(ACTION ITEM):
When a line of the entries contains the word "Seek", report that line.

(ENTRIES PROVIDED):

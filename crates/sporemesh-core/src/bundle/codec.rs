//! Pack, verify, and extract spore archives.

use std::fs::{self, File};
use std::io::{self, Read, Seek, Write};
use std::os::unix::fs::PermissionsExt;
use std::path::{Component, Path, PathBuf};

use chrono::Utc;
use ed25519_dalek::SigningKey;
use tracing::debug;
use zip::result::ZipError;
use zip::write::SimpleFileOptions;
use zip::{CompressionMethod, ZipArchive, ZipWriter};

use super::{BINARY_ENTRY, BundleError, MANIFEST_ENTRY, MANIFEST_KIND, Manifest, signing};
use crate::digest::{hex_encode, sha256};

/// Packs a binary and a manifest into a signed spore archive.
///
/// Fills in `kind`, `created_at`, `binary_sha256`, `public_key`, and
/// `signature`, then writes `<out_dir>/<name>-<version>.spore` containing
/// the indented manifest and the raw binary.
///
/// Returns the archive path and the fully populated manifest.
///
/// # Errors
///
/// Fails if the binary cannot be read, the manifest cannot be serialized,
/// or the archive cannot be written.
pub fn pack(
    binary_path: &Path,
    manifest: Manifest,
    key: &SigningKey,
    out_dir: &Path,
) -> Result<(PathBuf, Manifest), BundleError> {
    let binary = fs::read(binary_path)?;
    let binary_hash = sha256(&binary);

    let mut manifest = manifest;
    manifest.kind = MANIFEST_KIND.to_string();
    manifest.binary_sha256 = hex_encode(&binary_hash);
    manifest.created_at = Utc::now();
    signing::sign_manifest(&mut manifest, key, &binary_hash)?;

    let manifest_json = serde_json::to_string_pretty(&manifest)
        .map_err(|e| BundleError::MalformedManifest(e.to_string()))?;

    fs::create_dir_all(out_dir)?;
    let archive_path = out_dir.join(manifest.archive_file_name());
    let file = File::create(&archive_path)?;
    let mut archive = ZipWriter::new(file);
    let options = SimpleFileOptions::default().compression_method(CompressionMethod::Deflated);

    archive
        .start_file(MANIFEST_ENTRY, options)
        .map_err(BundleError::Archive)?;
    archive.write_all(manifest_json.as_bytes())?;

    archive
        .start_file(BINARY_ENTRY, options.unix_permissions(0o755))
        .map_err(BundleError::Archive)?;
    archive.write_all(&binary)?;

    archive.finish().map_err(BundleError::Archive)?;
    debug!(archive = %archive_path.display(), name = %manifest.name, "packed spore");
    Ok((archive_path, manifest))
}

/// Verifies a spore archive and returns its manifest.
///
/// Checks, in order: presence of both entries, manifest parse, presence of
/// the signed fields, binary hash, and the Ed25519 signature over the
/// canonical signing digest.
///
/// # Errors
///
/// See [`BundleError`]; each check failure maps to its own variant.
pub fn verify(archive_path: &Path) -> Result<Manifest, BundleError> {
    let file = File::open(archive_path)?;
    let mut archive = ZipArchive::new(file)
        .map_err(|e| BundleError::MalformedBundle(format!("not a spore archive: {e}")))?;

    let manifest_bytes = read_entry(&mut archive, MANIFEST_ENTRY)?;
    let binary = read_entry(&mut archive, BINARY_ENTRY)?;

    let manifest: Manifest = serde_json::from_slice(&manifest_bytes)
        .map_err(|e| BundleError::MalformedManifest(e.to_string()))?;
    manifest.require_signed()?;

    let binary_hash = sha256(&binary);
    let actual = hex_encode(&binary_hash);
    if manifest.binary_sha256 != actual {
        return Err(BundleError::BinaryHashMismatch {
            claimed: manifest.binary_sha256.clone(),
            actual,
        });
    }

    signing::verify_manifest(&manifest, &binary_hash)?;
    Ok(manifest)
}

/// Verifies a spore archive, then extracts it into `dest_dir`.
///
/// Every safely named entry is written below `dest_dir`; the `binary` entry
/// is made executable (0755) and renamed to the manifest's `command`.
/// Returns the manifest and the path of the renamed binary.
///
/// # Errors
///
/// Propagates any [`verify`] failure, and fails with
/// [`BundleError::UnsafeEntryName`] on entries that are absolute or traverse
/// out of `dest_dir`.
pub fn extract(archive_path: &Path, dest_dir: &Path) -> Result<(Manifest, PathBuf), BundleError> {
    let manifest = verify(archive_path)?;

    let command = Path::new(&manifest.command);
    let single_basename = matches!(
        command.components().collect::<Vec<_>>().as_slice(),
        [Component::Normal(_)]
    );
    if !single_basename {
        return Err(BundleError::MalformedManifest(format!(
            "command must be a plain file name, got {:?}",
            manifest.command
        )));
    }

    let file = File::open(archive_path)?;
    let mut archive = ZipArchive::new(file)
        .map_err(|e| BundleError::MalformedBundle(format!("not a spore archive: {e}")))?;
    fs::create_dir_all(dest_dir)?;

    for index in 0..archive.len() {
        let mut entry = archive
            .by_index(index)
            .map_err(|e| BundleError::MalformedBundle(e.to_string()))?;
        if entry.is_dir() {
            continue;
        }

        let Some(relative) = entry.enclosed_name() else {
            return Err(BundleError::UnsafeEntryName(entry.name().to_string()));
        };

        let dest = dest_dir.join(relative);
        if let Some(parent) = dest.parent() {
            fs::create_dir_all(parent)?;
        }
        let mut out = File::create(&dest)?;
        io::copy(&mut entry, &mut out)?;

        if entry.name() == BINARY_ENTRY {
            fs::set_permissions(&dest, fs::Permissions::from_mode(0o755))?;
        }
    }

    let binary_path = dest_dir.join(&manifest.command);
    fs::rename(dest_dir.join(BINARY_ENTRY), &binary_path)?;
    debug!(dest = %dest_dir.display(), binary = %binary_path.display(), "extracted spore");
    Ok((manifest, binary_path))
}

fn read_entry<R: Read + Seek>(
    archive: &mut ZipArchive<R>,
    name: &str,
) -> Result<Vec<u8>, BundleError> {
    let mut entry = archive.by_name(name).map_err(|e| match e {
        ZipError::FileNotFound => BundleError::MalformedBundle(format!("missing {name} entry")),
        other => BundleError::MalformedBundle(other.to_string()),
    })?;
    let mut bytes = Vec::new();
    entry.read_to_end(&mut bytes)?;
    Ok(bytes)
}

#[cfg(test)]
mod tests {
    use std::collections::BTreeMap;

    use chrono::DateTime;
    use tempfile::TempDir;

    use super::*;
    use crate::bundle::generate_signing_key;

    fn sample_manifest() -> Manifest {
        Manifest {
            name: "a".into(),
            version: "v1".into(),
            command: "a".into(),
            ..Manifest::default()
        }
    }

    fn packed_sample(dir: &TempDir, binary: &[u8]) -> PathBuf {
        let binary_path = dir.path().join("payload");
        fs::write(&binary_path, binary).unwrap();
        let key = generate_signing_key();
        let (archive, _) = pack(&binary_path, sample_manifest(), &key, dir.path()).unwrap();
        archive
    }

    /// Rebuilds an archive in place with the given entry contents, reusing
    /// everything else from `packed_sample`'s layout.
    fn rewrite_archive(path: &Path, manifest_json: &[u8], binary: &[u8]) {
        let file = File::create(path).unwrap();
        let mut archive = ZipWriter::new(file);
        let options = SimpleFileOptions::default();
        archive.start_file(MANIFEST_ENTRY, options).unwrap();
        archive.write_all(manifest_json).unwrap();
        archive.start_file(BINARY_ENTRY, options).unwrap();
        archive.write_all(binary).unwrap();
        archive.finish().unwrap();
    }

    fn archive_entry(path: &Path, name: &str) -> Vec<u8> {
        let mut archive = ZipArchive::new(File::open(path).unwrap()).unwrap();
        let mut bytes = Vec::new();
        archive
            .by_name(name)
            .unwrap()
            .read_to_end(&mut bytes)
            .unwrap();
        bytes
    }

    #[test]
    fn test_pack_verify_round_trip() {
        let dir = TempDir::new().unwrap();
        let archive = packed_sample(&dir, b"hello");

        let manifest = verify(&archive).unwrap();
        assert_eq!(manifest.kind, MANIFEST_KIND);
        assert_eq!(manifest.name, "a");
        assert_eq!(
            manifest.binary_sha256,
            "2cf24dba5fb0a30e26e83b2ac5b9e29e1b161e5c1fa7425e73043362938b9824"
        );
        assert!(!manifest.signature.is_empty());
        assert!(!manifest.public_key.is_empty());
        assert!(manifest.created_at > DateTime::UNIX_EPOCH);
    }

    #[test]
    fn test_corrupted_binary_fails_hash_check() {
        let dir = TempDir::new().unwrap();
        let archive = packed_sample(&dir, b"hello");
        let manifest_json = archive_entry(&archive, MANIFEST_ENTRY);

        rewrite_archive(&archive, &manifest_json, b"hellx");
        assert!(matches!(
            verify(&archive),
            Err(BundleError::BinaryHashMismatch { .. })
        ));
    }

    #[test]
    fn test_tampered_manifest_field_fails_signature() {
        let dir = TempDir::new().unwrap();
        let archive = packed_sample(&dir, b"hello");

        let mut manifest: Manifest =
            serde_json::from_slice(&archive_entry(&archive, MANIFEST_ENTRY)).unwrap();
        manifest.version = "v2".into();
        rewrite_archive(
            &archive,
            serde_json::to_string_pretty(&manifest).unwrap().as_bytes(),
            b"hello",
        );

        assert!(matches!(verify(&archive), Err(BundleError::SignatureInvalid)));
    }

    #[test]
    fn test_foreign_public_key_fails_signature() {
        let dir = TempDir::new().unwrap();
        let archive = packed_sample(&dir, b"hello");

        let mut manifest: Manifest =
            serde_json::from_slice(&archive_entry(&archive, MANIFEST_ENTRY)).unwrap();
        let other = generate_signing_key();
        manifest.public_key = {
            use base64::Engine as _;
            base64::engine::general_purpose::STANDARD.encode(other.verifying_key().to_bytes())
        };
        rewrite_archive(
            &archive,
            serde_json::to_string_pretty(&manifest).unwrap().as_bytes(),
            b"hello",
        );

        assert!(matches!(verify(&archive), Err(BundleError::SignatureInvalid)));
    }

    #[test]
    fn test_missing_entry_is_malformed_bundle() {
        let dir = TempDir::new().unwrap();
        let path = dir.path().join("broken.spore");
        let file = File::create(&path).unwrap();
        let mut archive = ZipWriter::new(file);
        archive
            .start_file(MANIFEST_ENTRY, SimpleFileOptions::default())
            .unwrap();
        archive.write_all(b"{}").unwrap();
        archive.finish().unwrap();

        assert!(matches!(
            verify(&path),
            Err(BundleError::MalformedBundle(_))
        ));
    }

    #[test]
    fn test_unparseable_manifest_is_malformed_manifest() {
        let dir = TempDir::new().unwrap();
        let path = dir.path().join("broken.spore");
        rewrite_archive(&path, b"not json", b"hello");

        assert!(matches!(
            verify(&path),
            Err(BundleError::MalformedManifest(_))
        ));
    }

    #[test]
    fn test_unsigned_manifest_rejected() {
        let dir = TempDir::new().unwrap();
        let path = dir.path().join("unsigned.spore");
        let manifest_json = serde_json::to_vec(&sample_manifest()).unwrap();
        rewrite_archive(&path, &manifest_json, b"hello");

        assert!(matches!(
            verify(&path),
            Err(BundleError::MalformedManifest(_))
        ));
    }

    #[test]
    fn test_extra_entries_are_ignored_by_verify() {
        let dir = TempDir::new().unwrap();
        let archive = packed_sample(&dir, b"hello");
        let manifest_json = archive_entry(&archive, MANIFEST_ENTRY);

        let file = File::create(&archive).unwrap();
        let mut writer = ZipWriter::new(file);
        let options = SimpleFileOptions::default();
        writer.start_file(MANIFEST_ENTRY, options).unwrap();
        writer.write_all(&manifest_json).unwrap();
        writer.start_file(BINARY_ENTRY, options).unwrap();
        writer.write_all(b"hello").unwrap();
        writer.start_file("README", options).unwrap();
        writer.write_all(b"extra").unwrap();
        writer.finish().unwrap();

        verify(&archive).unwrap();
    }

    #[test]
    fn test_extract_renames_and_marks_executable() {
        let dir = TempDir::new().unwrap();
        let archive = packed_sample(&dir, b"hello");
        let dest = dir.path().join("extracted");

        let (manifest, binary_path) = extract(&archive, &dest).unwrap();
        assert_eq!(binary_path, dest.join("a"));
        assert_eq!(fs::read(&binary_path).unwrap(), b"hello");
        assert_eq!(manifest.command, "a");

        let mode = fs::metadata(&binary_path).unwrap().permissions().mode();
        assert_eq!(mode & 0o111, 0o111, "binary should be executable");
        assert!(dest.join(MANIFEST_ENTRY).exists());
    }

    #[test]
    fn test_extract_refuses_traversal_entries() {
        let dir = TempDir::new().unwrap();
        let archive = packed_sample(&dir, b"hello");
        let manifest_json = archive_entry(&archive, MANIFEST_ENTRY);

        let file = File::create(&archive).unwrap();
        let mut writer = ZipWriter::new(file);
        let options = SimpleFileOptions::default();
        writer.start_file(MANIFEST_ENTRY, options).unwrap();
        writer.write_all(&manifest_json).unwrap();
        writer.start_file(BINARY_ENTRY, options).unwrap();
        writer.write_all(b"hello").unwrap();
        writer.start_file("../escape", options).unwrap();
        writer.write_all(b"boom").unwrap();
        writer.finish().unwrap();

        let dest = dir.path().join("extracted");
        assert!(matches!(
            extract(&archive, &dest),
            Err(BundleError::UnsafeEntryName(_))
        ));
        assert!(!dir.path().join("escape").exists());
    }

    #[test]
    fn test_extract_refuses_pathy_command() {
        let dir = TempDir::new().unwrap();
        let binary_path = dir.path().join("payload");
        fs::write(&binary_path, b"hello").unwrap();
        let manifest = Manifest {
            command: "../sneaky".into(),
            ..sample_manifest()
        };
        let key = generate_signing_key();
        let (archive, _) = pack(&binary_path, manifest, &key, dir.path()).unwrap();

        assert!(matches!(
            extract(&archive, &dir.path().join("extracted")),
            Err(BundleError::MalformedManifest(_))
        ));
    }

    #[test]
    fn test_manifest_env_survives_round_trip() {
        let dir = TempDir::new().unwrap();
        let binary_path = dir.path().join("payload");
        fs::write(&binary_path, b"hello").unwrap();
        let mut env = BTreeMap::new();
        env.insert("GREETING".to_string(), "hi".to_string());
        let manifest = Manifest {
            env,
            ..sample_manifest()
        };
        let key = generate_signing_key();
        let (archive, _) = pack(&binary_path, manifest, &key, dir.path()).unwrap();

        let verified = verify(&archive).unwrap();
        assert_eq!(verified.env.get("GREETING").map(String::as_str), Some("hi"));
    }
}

(EXERCISE SOLUTION):
use std::io::{self, Read, Seek, Write};
fn read_entry<R: Read + Seek>(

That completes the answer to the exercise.